Author Identifier

Lesley Jane Andrew

https://orcid.org/0000-0003-0344-4611

Date of Award

2019

Document Type

Thesis

Publisher

Edith Cowan University

Degree Name

Doctor of Philosophy

School

School of Medical and Health Sciences

First Supervisor

Dr Leesa Costello

Second Supervisor

Dr Ken Robinson

Third Supervisor

Dr Julie Dare

Abstract

While student retention is a central goal across higher education, the projected shortage in the Australian health workforce has intensified its importance to undergraduate nursing.

Nursing degrees attract a higher proportion of mature-age women students than ever before. More are therefore beginning university at life stage characterised by marriage (or co-habitation) and traditional family structures. Nursing retention strategies require an understanding of the unique university experiences of these women, however, this is missing in the nursing literature. This study is the first to explore the experiences of these women students, doing so from the perspective of Bachelor of Science (Nursing) undergraduates in Western Australia.

The study was qualitative, guided by Gadamer’s hermeneutic philosophy and informed by feminist research principles. A public health approach considered the interdependent influences of structure and agency on the student experience, through the lens of social justice, equity and empowerment.

Twenty-nine women participated in in-depth interviews during the second and third year of their degree. This two phase approach, unusual in the nursing literature, created understanding of the student experience across the degree journey.

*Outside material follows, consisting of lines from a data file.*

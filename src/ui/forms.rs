use anyhow::{anyhow, Result};
use ratatui::style::{Color, Style};
use ratatui::text::{Line, Span};
use reqwest::Url;

use crate::models::{Song, SongPayload};

/// Lowest year the form accepts.
pub(crate) const MIN_YEAR: i32 = 1900;
/// Highest year the form accepts.
pub(crate) const MAX_YEAR: i32 = 2025;

/// Draft backing the add/edit popup. `editing_id` alone decides whether a
/// submit creates a new song or replaces an existing one.
#[derive(Debug, Default, Clone, PartialEq, Eq)]
pub(crate) struct SongForm {
    pub(crate) name: String,
    pub(crate) artist: String,
    pub(crate) album: String,
    pub(crate) url: String,
    pub(crate) genre: String,
    pub(crate) year: String,
    pub(crate) editing_id: Option<i64>,
    pub(crate) active: SongField,
    pub(crate) error: Option<String>,
    /// Set while the create/update request is in flight.
    pub(crate) submitting: bool,
}

/// Fields of the song form, in focus order.
#[derive(Debug, Copy, Clone, PartialEq, Eq, Default)]
pub(crate) enum SongField {
    #[default]
    Name,
    Artist,
    Album,
    Url,
    Genre,
    Year,
}

impl SongField {
    pub(crate) const ALL: [SongField; 6] = [
        SongField::Name,
        SongField::Artist,
        SongField::Album,
        SongField::Url,
        SongField::Genre,
        SongField::Year,
    ];

    pub(crate) fn label(self) -> &'static str {
        match self {
            SongField::Name => "Name",
            SongField::Artist => "Artist",
            SongField::Album => "Album",
            SongField::Url => "URL",
            SongField::Genre => "Genre",
            SongField::Year => "Year",
        }
    }

    fn placeholder(self) -> &'static str {
        match self {
            SongField::Name => "<required> e.g. Bohemian Rhapsody",
            SongField::Artist => "<required> e.g. Queen",
            SongField::Album => "<optional> e.g. A Night at the Opera",
            SongField::Url => "<required> https://www.youtube.com/watch?v=...",
            SongField::Genre => "<optional> e.g. Rock",
            SongField::Year => "<optional> 1900-2025",
        }
    }

    fn index(self) -> usize {
        Self::ALL
            .iter()
            .position(|field| *field == self)
            .unwrap_or_default()
    }

    fn next(self) -> Self {
        Self::ALL[(self.index() + 1) % Self::ALL.len()]
    }

    fn previous(self) -> Self {
        Self::ALL[(self.index() + Self::ALL.len() - 1) % Self::ALL.len()]
    }
}

/// Which kind of submit the draft will perform.
#[derive(Debug, Copy, Clone, PartialEq, Eq)]
pub(crate) enum FormMode {
    Create,
    Edit(i64),
}

impl SongForm {
    /// An empty draft in create mode.
    pub(crate) fn for_create() -> Self {
        Self::default()
    }

    /// Copy a song into the draft. Missing optionals become empty strings.
    pub(crate) fn for_edit(song: &Song) -> Self {
        Self {
            name: song.name.clone(),
            artist: song.artist.clone(),
            album: song.album.clone().unwrap_or_default(),
            url: song.url.clone(),
            genre: song.genre.clone().unwrap_or_default(),
            year: song.year.map(|year| year.to_string()).unwrap_or_default(),
            editing_id: Some(song.id),
            ..Self::default()
        }
    }

    pub(crate) fn mode(&self) -> FormMode {
        match self.editing_id {
            Some(id) => FormMode::Edit(id),
            None => FormMode::Create,
        }
    }

    pub(crate) fn title(&self) -> &'static str {
        match self.mode() {
            FormMode::Create => "New Song",
            FormMode::Edit(_) => "Edit Song",
        }
    }

    pub(crate) fn value(&self, field: SongField) -> &str {
        match field {
            SongField::Name => &self.name,
            SongField::Artist => &self.artist,
            SongField::Album => &self.album,
            SongField::Url => &self.url,
            SongField::Genre => &self.genre,
            SongField::Year => &self.year,
        }
    }

    fn value_mut(&mut self, field: SongField) -> &mut String {
        match field {
            SongField::Name => &mut self.name,
            SongField::Artist => &mut self.artist,
            SongField::Album => &mut self.album,
            SongField::Url => &mut self.url,
            SongField::Genre => &mut self.genre,
            SongField::Year => &mut self.year,
        }
    }

    /// Replace one field of the draft.
    pub(crate) fn update_field(&mut self, field: SongField, value: impl Into<String>) {
        *self.value_mut(field) = value.into();
        self.error = None;
    }

    pub(crate) fn focus_next(&mut self) {
        self.active = self.active.next();
    }

    pub(crate) fn focus_previous(&mut self) {
        self.active = self.active.previous();
    }

    /// Append a character to the focused field. The year only takes digits.
    pub(crate) fn push_char(&mut self, ch: char) -> bool {
        if ch.is_control() || (self.active == SongField::Year && !ch.is_ascii_digit()) {
            return false;
        }
        let mut value = self.value(self.active).to_string();
        value.push(ch);
        self.update_field(self.active, value);
        true
    }

    pub(crate) fn backspace(&mut self) {
        let mut value = self.value(self.active).to_string();
        if value.pop().is_some() {
            self.update_field(self.active, value);
        }
    }

    /// Check the form constraints and build the request body.
    pub(crate) fn to_payload(&self) -> Result<SongPayload> {
        let name = required(&self.name, "Song name is required.")?;
        let artist = required(&self.artist, "Artist is required.")?;
        let url = required(&self.url, "URL is required.")?;
        if Url::parse(&url).is_err() {
            return Err(anyhow!("URL must be a full address, e.g. https://..."));
        }

        let year = match self.year.trim() {
            "" => None,
            raw => {
                let year = raw
                    .parse::<i32>()
                    .map_err(|_| anyhow!("Year must be a number."))?;
                if !(MIN_YEAR..=MAX_YEAR).contains(&year) {
                    return Err(anyhow!("Year must be between {MIN_YEAR} and {MAX_YEAR}."));
                }
                Some(year)
            }
        };

        Ok(SongPayload {
            name,
            artist,
            album: optional(&self.album),
            url,
            genre: optional(&self.genre),
            year,
        })
    }

    /// Render a single labelled line of the popup.
    pub(crate) fn build_line(&self, field: SongField) -> Line<'static> {
        let value = self.value(field);
        let is_active = self.active == field;

        let display = if value.is_empty() {
            field.placeholder().to_string()
        } else {
            value.to_string()
        };

        let style = if is_active {
            Style::default().fg(Color::Yellow)
        } else if value.is_empty() {
            Style::default().fg(Color::DarkGray)
        } else {
            Style::default()
        };

        Line::from(vec![
            Span::raw(format!("{}: ", field.label())),
            Span::styled(display, style),
        ])
    }

    /// Character count of the requested field, for cursor placement.
    pub(crate) fn value_len(&self, field: SongField) -> usize {
        self.value(field).chars().count()
    }
}

fn required(value: &str, message: &str) -> Result<String> {
    let trimmed = value.trim();
    if trimmed.is_empty() {
        Err(anyhow!(message.to_string()))
    } else {
        Ok(trimmed.to_string())
    }
}

fn optional(value: &str) -> Option<String> {
    let trimmed = value.trim();
    (!trimmed.is_empty()).then(|| trimmed.to_string())
}

/// Song awaiting a yes/no before it is deleted.
#[derive(Debug, Clone)]
pub(crate) struct ConfirmSongDelete {
    pub(crate) song: Song,
}
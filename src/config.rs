use std::env;
use std::path::PathBuf;

use anyhow::{anyhow, Context, Result};
use directories::BaseDirs;
use reqwest::Url;

/// Environment variable that overrides the API base URL.
pub const API_URL_ENV: &str = "SONGS_API_URL";
/// Base URL used when the environment does not provide one.
pub const DEFAULT_API_URL: &str = "http://localhost:8000";
/// Folder name used beneath the user's home directory for application data.
const DATA_DIR_NAME: &str = ".favorite-songs";
const LOG_FILE_NAME: &str = "favorite-songs.log";

/// Runtime settings resolved once at startup.
#[derive(Debug, Clone, PartialEq, Eq)]
pub struct Config {
    pub api_url: String,
    pub log_path: PathBuf,
}

impl Config {
    /// Read the API URL override from the environment and locate the log file
    /// under the user's home directory.
    pub fn from_env() -> Result<Self> {
        let api_url = resolve_api_url(env::var(API_URL_ENV).ok())
            .with_context(|| format!("invalid {API_URL_ENV}"))?;
        Ok(Self {
            api_url,
            log_path: log_path()?,
        })
    }
}

/// Normalize an optional override into a usable base URL. Blank values fall
/// back to the default; anything else must be an absolute http(s) URL.
pub fn resolve_api_url(raw: Option<String>) -> Result<String> {
    let value = match raw.as_deref().map(str::trim) {
        Some(value) if !value.is_empty() => value,
        _ => DEFAULT_API_URL,
    };

    let parsed = Url::parse(value).with_context(|| format!("'{value}' is not a URL"))?;
    if !matches!(parsed.scheme(), "http" | "https") {
        return Err(anyhow!("'{value}' must use http or https"));
    }

    Ok(value.trim_end_matches('/').to_string())
}

fn log_path() -> Result<PathBuf> {
    let base_dirs = BaseDirs::new().ok_or_else(|| anyhow!("could not locate home directory"))?;
    Ok(base_dirs.home_dir().join(DATA_DIR_NAME).join(LOG_FILE_NAME))
}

An analysis of the participants’ sociodemographic data revealed all were non-traditional students. The majority were first generation, a group known to face disadvantage at university. Interpreting their university experiences through the lens of student capital revealed a complex picture of influences on the student experience. Limited reserves of cultural and social capital in the form traditionally recognised as crucial to student success (Bourdieu, 1986) created significant barriers to commencement and progression. The differences in women’s expectations of the degree, compared to the reality they encountered, presented further challenges. Although the university offered extracurricular centralised support services,

the traditional ideas of gender within the intimate relationship reduced participants’ capacity to engage with them.

Participants described how their multiple responsibilities outside the university left them struggling to meet the demands of the degree. Their partners’ consistent unwillingness to offer help, combined with the rigid organisation of the curriculum, led many to compromise their achievement expectations to remain at university.

Partners with no experience of university were described as emotionally unsupportive and resentful of the degree’s time demands. Tension within these relationships was often high; eight women experienced separation. The university’s inflexible response during these intensely difficult periods presented a further challenge.

The women’s capacity to continue can be partly attributed to dimensions of student capital previously unrecognised in the nursing literature. Importantly, the availability of these dimensions fluctuated throughout the degree.

The ongoing issues of inequity described in this study suggest that social justice, a central goal of higher education, was not fully available to these participants. To counter this, the university must have an understanding of a woman’s lived reality outside the university, and its influence on her experiences within. An understanding of gender as a determinant of educational opportunity is particularly important. The multiple situations of dissonance women may encounter at university and at home, also requires consideration. A strengths-based approach is also important, which recognises and nurtures the diverse student attributes that support nurse student progression.

Nurse education may achieve this change through the conscious adoption of a social justice approach. A personalised and responsive model is proposed to translate this into practice in the university and healthcare settings.